The second group is investors. Under Resolution 0283 of 2026, the Paraguay Investor Pass grants direct permanent residency through four routes. A productive investment from USD 70,000 that creates at least five formal jobs qualifies, as does a tourism project from USD 150,000 with a business plan, real estate from USD 200,000 with no business plan required, or financial instruments from USD 200,000 held for a minimum of two years. These routes cost far more than the standard application, because the money is capital you commit rather than a fee you spend, so they make sense only for someone who was going to invest anyway and wants permanent status without the temporary stage.

What Each Status Means for Citizenship and Tax

If naturalization is your long term aim, the difference between the two statuses is decisive. The three year residency clock for citizenship counts permanent residency only, measured from the date of your permanent admission, so the up to two years you spend as a temporary resident does not shorten the wait. In practice the citizenship timeline is the two year temporary stage plus three years of permanent residency before you can apply.
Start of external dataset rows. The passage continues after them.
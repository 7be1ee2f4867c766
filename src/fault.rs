use std::fmt;

use thiserror::Error;

/// Where inside the embedded interpreter a failure originated.
///
/// Filled in by the script bridge so that a failure surfacing several
/// suspension points away from the interpreter still names the chunk and
/// line that raised it.
#[derive(Debug, Clone, PartialEq, Eq)]
pub struct ScriptLocation {
    /// Name of the loaded chunk (script file or snippet).
    pub chunk: String,
    /// 1-based line within the chunk.
    pub line: u32,
}

impl fmt::Display for ScriptLocation {
    fn fmt(&self, f: &mut fmt::Formatter<'_>) -> fmt::Result {
        write!(f, "{}:{}", self.chunk, self.line)
    }
}

/// A failure delivered into a completion cell and re-raised at the await
/// site of every computation up the chain.
///
/// Faults are cloneable: a failure can be observed by a registered
/// continuation and still be re-raised at the await site.
#[derive(Debug, Clone, PartialEq, Eq, Error)]
pub enum Fault {
    /// The cancellation chain this computation belonged to was aborted.
    #[error("computation canceled")]
    Canceled,
    /// A raced deadline elapsed first; carries the actual elapsed ticks.
    #[error("timed out after {0} ticks")]
    TimedOut(u64),
    /// An error raised inside the embedded scripting runtime.
    #[error("script error at {location}: {message}")]
    Script {
        /// Interpreter-reported error text.
        message: String,
        /// Originating chunk and line.
        location: ScriptLocation,
    },
    /// An application-level failure raised by domain code.
    #[error("{0}")]
    App(String),
}

impl Fault {
    /// Shorthand for an application-level failure.
    pub fn app(message: impl Into<String>) -> Self {
        Fault::App(message.into())
    }
}
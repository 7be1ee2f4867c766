use std::cell::{Cell, RefCell};
use std::collections::VecDeque;
use std::ops::ControlFlow;
use std::rc::Rc;

use waitable::{pair, run_throttled, Fault, Promise, Runtime, Ticks, Waitable};

// A time-provider double: hands out waitables and stashes the promises
// so the test controls the exact elapsed time each delivery reports.
fn scripted_source(
    stash: &Rc<RefCell<VecDeque<Promise<Ticks>>>>,
) -> impl FnMut(Ticks) -> Waitable<Ticks> {
    let stash = Rc::clone(stash);
    move |_pause| {
        let (waitable, promise) = pair();
        stash.borrow_mut().push_back(promise);
        waitable
    }
}

#[test]
fn accumulator_follows_the_integer_division_policy() {
    let runtime = Runtime::new();
    let stash = Rc::new(RefCell::new(VecDeque::new()));
    let ticks = Rc::new(Cell::new(0usize));

    let (done, handle) = runtime.spawn_root(run_throttled(scripted_source(&stash), 100, {
        let ticks = Rc::clone(&ticks);
        move || {
            ticks.set(ticks.get() + 1);
            ControlFlow::Continue(())
        }
    }));
    runtime.drain();

    let mut deliver = |elapsed: Ticks| {
        let mut promise = stash.borrow_mut().pop_front().expect("source not awaited");
        promise.deliver(elapsed);
        runtime.drain();
    };

    // accum 250, two full pauses, remainder 50
    deliver(250);
    assert_eq!(ticks.get(), 2);
    // accum 90, no full pause
    deliver(40);
    assert_eq!(ticks.get(), 2);
    // accum 170, one full pause, remainder 70
    deliver(80);
    assert_eq!(ticks.get(), 3);

    handle.cancel();
    assert_eq!(done.take(), Err(Fault::Canceled));
}

#[test]
fn break_from_the_tick_callback_terminates() {
    let runtime = Runtime::new();
    let stash = Rc::new(RefCell::new(VecDeque::new()));
    let ticks = Rc::new(Cell::new(0usize));

    let done = runtime.spawn(run_throttled(scripted_source(&stash), 100, {
        let ticks = Rc::clone(&ticks);
        move || {
            ticks.set(ticks.get() + 1);
            if ticks.get() == 3 {
                ControlFlow::Break(())
            } else {
                ControlFlow::Continue(())
            }
        }
    }));
    runtime.drain();

    let mut deliver = |elapsed: Ticks| {
        let mut promise = stash.borrow_mut().pop_front().expect("source not awaited");
        promise.deliver(elapsed);
        runtime.drain();
    };

    deliver(100);
    assert_eq!(ticks.get(), 1);
    // Two pauses owed; the callback breaks on the second of them.
    deliver(200);
    assert_eq!(ticks.get(), 3);
    assert_eq!(done.take(), Ok(()));
    assert!(stash.borrow().is_empty(), "no dangling source registration");
}

#[test]
fn a_source_failure_propagates_out() {
    let runtime = Runtime::new();
    let stash = Rc::new(RefCell::new(VecDeque::new()));

    let done = runtime.spawn(run_throttled(scripted_source(&stash), 100, || {
        ControlFlow::Continue(())
    }));
    runtime.drain();

    let mut promise = stash.borrow_mut().pop_front().unwrap();
    promise.fail(Fault::app("clock skew"));
    runtime.drain();

    assert_eq!(done.take(), Err(Fault::App("clock skew".into())));
}

#[test]
fn driven_by_the_real_time_provider() {
    use waitable::Timers;

    let runtime = Runtime::new();
    let timers = Timers::new();
    let ticks = Rc::new(Cell::new(0usize));

    let done = runtime.spawn(run_throttled(
        {
            let timers = timers.clone();
            move |pause| timers.after(pause)
        },
        100,
        {
            let ticks = Rc::clone(&ticks);
            move || {
                ticks.set(ticks.get() + 1);
                if ticks.get() == 3 {
                    ControlFlow::Break(())
                } else {
                    ControlFlow::Continue(())
                }
            }
        },
    ));
    runtime.drain();

    // A coarse tick source: 250 elapsed against a 100 pause catches up
    // twice, the next delivery of 150 total elapsed supplies the third.
    timers.advance(250);
    runtime.drain();
    assert_eq!(ticks.get(), 2);

    timers.advance(150);
    runtime.drain();
    assert_eq!(ticks.get(), 3);
    assert_eq!(done.take(), Ok(()));
    assert_eq!(timers.pending_sleeps(), 0);
}
// Root module for API clients
pub mod client_factory;
pub mod error_handling;
pub mod mcp_client;
pub mod rpc;
pub mod sse;
pub mod stream;
pub mod ws;

pub use mcp_client::{ConnectionTest, LogQuery, McpClient};
pub use rpc::RpcRequest;
pub use sse::SseConnection;
pub use stream::StreamEvent;
pub use ws::WsConnection;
Tax is a separate matter again, and it is worth keeping clear in your head. Neither temporary nor permanent residency makes you a Paraguayan tax resident on its own, because tax residency is reached through a different step, as we explain in our piece on Paraguay residency versus tax residency. Holding either immigration status is about your right to live here, not automatically about where you pay tax.

Who Should Not Start With Temporary Residency

The standard temporary route is the right answer for most people, but not for everyone. If you genuinely cannot spend meaningful time in Paraguay over the next two years, temporary residency is a poor fit, because the more than one year absence rule can cost you the status before you ever reach conversion, and in that case a direct permanent route, if you qualify, is the safer structure. If you are the spouse or child of a Paraguayan, applying for temporary first would simply be the slower path to something you are entitled to directly.

For the large majority, though, the sequence is the strength of the system rather than a hurdle. You start with temporary residency at a modest cost, you live in the country during those two years, and you convert to a permanent status that asks very little of you afterward and starts your citizenship clock. The choice between temporary and permanent is, for most applicants, really a choice about timing and about which of the few direct routes you might qualify for.